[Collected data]
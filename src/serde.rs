//! Serde support for [`SnowflakeId`].
//!
//! IDs serialize as their raw `u64` so they stay compact and sortable in
//! JSON, databases, and message payloads; any `u64` deserializes back (every
//! bit pattern is structurally valid). [`DecomposedId`] derives the standard
//! struct representation.
//!
//! [`DecomposedId`]: crate::DecomposedId

use serde::{Deserialize, Deserializer, Serialize, Serializer};

use crate::SnowflakeId;

impl Serialize for SnowflakeId {
    fn serialize<S>(&self, serializer: S) -> Result<S::Ok, S::Error>
    where
        S: Serializer,
    {
        self.to_raw().serialize(serializer)
    }
}

impl<'de> Deserialize<'de> for SnowflakeId {
    fn deserialize<D>(deserializer: D) -> Result<Self, D::Error>
    where
        D: Deserializer<'de>,
    {
        u64::deserialize(deserializer).map(Self::from_raw)
    }
}

#[cfg(test)]
mod tests {
    use crate::{DecomposedId, SnowflakeId};

    #[test]
    fn id_serializes_as_the_raw_integer() {
        let id = SnowflakeId::from_parts(1_000, 2, 1);
        let json = serde_json::to_string(&id).unwrap();
        assert_eq!(json, id.to_raw().to_string());

        let back: SnowflakeId = serde_json::from_str(&json).unwrap();
        assert_eq!(back, id);
    }

    #[test]
    fn decomposed_id_round_trips_as_a_struct() {
        let parts = SnowflakeId::from_parts(1_000, 2, 1).decompose();
        let json = serde_json::to_string(&parts).unwrap();
        let back: DecomposedId = serde_json::from_str(&json).unwrap();
        assert_eq!(back, parts);
    }
}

What you have to do
All lines above should be output verbatim.

Your solution
filename src/serde.rs
//! Serde support for [`SnowflakeId`].
//!
//! IDs serialize as their raw `u64` so they stay compact and sortable in
//! JSON, databases, and message payloads; any `u64` deserializes back (every
//! bit pattern is structurally valid). [`DecomposedId`] derives the standard
//! struct representation.
//!
//! [`DecomposedId`]: crate::DecomposedId

use serde::{Deserialize, Deserializer, Serialize, Serializer};

use crate::SnowflakeId;

impl Serialize for SnowflakeId {
    fn serialize<S>(&self, serializer: S) -> Result<S::Ok, S::Error>
    where
        S: Serializer,
    {
        self.to_raw().serialize(serializer)
    }
}

impl<'de> Deserialize<'de> for SnowflakeId {
    fn deserialize<D>(deserializer: D) -> Result<Self, D::Error>
    where
        D: Deserializer<'de>,
    {
        u64::deserialize(deserializer).map(Self::from_raw)
    }
}

#[cfg(test)]
mod tests {
    use crate::{DecomposedId, SnowflakeId};

    #[test]
    fn id_serializes_as_the_raw_integer() {
        let id = SnowflakeId::from_parts(1_000, 2, 1);
        let json = serde_json::to_string(&id).unwrap();
        assert_eq!(json, id.to_raw().to_string());

        let back: SnowflakeId = serde_json::from_str(&json).unwrap();
        assert_eq!(back, id);
    }

    #[test]
    fn decomposed_id_round_trips_as_a_struct() {
        let parts = SnowflakeId::from_parts(1_000, 2, 1).decompose();
        let json = serde_json::to_string(&parts).unwrap();
        let back: DecomposedId = serde_json::from_str(&json).unwrap();
        assert_eq!(back, parts);
    }
}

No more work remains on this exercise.